== Raw data

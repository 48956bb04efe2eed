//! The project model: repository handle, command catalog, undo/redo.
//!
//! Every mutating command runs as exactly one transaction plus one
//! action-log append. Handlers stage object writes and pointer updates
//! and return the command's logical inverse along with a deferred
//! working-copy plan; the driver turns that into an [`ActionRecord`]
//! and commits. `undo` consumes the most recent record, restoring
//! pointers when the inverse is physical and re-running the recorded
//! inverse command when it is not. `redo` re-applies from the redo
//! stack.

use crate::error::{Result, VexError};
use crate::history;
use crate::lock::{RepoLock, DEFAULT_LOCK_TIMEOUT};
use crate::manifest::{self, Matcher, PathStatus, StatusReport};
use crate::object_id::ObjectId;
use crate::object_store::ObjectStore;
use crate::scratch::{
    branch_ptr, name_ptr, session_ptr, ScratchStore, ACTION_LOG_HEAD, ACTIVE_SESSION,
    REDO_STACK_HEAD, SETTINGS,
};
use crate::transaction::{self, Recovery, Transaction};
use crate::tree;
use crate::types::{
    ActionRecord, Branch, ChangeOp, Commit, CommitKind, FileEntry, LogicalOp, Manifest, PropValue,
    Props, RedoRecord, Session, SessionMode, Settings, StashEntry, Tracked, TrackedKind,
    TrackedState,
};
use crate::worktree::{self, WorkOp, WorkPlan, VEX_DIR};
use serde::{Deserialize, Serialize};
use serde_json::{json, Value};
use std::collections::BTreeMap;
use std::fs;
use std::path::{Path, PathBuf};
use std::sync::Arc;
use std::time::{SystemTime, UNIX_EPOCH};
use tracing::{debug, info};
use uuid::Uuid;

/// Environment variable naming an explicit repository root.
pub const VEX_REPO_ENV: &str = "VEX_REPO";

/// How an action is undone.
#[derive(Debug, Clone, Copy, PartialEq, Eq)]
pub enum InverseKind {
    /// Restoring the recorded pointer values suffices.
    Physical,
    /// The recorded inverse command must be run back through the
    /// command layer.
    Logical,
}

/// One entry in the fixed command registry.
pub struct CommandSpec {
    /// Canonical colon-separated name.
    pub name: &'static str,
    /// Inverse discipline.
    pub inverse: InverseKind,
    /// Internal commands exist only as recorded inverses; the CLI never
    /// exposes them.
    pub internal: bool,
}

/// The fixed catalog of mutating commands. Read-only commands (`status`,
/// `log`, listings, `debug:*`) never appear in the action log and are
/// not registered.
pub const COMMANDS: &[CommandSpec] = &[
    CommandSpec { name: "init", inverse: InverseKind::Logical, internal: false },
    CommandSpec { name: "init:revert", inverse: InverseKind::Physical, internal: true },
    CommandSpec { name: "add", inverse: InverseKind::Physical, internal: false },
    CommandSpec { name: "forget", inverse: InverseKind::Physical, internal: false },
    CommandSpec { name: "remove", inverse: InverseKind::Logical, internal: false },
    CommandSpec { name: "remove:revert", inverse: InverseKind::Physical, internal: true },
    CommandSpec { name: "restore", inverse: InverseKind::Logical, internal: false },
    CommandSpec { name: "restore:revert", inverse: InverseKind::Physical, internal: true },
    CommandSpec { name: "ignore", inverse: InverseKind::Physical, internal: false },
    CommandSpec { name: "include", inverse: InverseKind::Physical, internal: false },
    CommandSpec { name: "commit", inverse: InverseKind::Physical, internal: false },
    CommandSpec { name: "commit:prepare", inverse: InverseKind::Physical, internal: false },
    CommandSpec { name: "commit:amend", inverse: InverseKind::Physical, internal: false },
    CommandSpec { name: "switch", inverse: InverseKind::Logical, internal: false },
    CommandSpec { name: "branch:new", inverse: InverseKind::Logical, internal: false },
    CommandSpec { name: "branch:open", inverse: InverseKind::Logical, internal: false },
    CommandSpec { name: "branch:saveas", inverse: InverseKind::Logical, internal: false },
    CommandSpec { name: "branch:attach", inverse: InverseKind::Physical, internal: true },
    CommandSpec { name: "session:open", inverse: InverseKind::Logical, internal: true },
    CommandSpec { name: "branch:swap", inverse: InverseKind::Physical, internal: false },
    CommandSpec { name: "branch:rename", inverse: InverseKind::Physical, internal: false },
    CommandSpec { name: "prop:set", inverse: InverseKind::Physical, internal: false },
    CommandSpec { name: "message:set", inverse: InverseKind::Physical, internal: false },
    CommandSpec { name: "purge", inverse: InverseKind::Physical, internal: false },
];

====

• **Exercise objective**: Find each line of the data above that holds the word "recorded", then copy it.

• **Completed exercise**:
//! pointers when the inverse is physical and re-running the recorded
    /// Restoring the recorded pointer values suffices.
    /// The recorded inverse command must be run back through the
    /// Internal commands exist only as recorded inverses; the CLI never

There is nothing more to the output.